(Dataset excerpts)
»»
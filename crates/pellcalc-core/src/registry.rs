//! Calculator registry and the engine boundary.
//!
//! The engine is built once from an [`EngineConfig`] and is read-only
//! afterwards. Every evaluation normalizes the host's value record against
//! the schema, runs the selected rule, and applies the rounding convention.
use std::fmt;

use serde::Serialize;
use tracing::{debug, info};

use crate::config::{EngineConfig, ThirdFactor};
use crate::error::EngineError;
use crate::pell::rules::{HamiltonProject, ThreeFactorPell, ThreeFactorPellCollege, TwoFactorPell};
use crate::postcard::rules::{
    base_table, modified_table, ModifiedPellOnAPostcard, PellOnAPostcard,
};
use crate::schema::{Parameter, Schema};
use crate::traits::{GrantRule, Inputs};
use crate::values::Values;

type ComputeFn = fn(&Values) -> Result<f64, EngineError>;

/// Calculator id: the name lowercased with every non-letter removed.
pub fn calculator_id(name: &str) -> String {
    name.chars()
        .filter(|c| c.is_alphabetic())
        .flat_map(char::to_lowercase)
        .collect()
}

#[derive(Clone, Serialize)]
pub struct Calculator {
    pub id: String,
    pub name: &'static str,
    pub description: Option<&'static str>,
    /// Trusted HTML; the host renders it without escaping.
    pub note_html: Option<&'static str>,
    pub parameters: &'static [&'static str],
    #[serde(skip)]
    compute: ComputeFn,
}

impl fmt::Debug for Calculator {
    fn fmt(&self, f: &mut fmt::Formatter<'_>) -> fmt::Result {
        f.debug_struct("Calculator")
            .field("id", &self.id)
            .field("name", &self.name)
            .field("parameters", &self.parameters)
            .finish_non_exhaustive()
    }
}

impl Calculator {
    pub fn from_rule<R: GrantRule>() -> Self {
        Self {
            id: calculator_id(R::NAME),
            name: R::NAME,
            description: R::DESCRIPTION,
            note_html: R::NOTE_HTML,
            parameters: <R::Inputs as Inputs>::PARAMETER_IDS,
            compute: R::evaluate,
        }
    }

    /// Run the rule on an already-normalized record.
    pub fn compute(&self, values: &Values) -> Result<f64, EngineError> {
        (self.compute)(values)
    }
}

#[derive(Debug, Clone)]
pub struct Engine {
    config: EngineConfig,
    schema: Schema,
    calculators: Vec<Calculator>,
}

impl Engine {
    pub fn new(config: EngineConfig) -> Result<Self, EngineError> {
        config.validate()?;
        // A malformed bracket table fails here rather than on first evaluation.
        base_table()?;
        modified_table()?;
        let schema = Schema::standard(config.dependent_bound_offset)?;
        let three_factor = match config.third_factor {
            ThirdFactor::Children => Calculator::from_rule::<ThreeFactorPell>(),
            ThirdFactor::OtherInCollege => Calculator::from_rule::<ThreeFactorPellCollege>(),
        };
        let calculators = vec![
            Calculator::from_rule::<TwoFactorPell>(),
            three_factor,
            Calculator::from_rule::<HamiltonProject>(),
            Calculator::from_rule::<PellOnAPostcard>(),
            Calculator::from_rule::<ModifiedPellOnAPostcard>(),
        ];
        Self::from_parts(config, schema, calculators)
    }

    /// Assemble an engine from a custom schema and calculator list.
    ///
    /// Fails if two calculators share an id or a calculator reads a
    /// parameter the schema does not declare.
    pub fn from_parts(
        config: EngineConfig,
        schema: Schema,
        calculators: Vec<Calculator>,
    ) -> Result<Self, EngineError> {
        for (i, c) in calculators.iter().enumerate() {
            if calculators[..i].iter().any(|other| other.id == c.id) {
                return Err(EngineError::Config(format!("duplicate calculator id {}", c.id)));
            }
            for p in c.parameters {
                schema.parameter(p)?;
            }
        }
        info!(
            calculators = calculators.len(),
            parameters = schema.parameters().len(),
            third_factor = ?config.third_factor,
            "built calculator registry"
        );
        Ok(Self {
            config,
            schema,
            calculators,
        })
    }

    pub fn config(&self) -> &EngineConfig {
        &self.config
    }

    pub fn schema(&self) -> &Schema {
        &self.schema
    }

    pub fn list_parameters(&self) -> &[Parameter] {
        self.schema.parameters()
    }

    pub fn list_calculators(&self) -> &[Calculator] {
        &self.calculators
    }

    pub fn parameter(&self, id: &str) -> Result<&Parameter, EngineError> {
        self.schema.parameter(id)
    }

    pub fn calculator(&self, id: &str) -> Result<&Calculator, EngineError> {
        self.calculators
            .iter()
            .find(|c| c.id == id)
            .ok_or_else(|| EngineError::UnknownCalculatorId(id.to_string()))
    }

    pub fn bounds_of(&self, id: &str, values: &Values) -> Result<(f64, f64), EngineError> {
        self.schema.bounds_of(id, values)
    }

    pub fn clamp(&self, id: &str, raw: f64, values: &Values) -> Result<f64, EngineError> {
        self.schema.clamp(id, raw, values)
    }

    pub fn accept_input(&self, id: &str, text: &str, prior: f64) -> Result<f64, EngineError> {
        self.schema.accept_input(id, text, prior)
    }

    pub fn default_values(&self) -> Values {
        self.schema.default_values()
    }

    pub fn normalize(&self, values: &Values) -> Result<Values, EngineError> {
        self.schema.normalize(values)
    }

    /// Grant from calculator `id` for the host's current values.
    pub fn evaluate(&self, id: &str, values: &Values) -> Result<f64, EngineError> {
        let calc = self.calculator(id)?;
        let normalized = self.schema.normalize(values)?;
        let raw = calc.compute(&normalized)?;
        let grant = if self.config.round_to_dollars {
            raw.round()
        } else {
            raw
        };
        debug!(calculator = id, raw, grant, "evaluated");
        Ok(grant)
    }

    /// Every calculator's grant for the same values, in registry order.
    pub fn evaluate_all(&self, values: &Values) -> Result<Vec<(&str, f64)>, EngineError> {
        self.calculators
            .iter()
            .map(|c| Ok((c.id.as_str(), self.evaluate(&c.id, values)?)))
            .collect()
    }
}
««
- **EXERCISE OBJECTIVE**
Beginning at the line with "calculator reads a" and stopping after the line with "if calculators[..i].iter().any(|other| other.id", please write out every line of the data above exactly and nothing else.

- **RESPONSE TO THE EXERCISE**
    /// Fails if two calculators share an id or a calculator reads a
    /// parameter the schema does not declare.
    pub fn from_parts(
        config: EngineConfig,
        schema: Schema,
        calculators: Vec<Calculator>,
    ) -> Result<Self, EngineError> {
        for (i, c) in calculators.iter().enumerate() {
            if calculators[..i].iter().any(|other| other.id == c.id) {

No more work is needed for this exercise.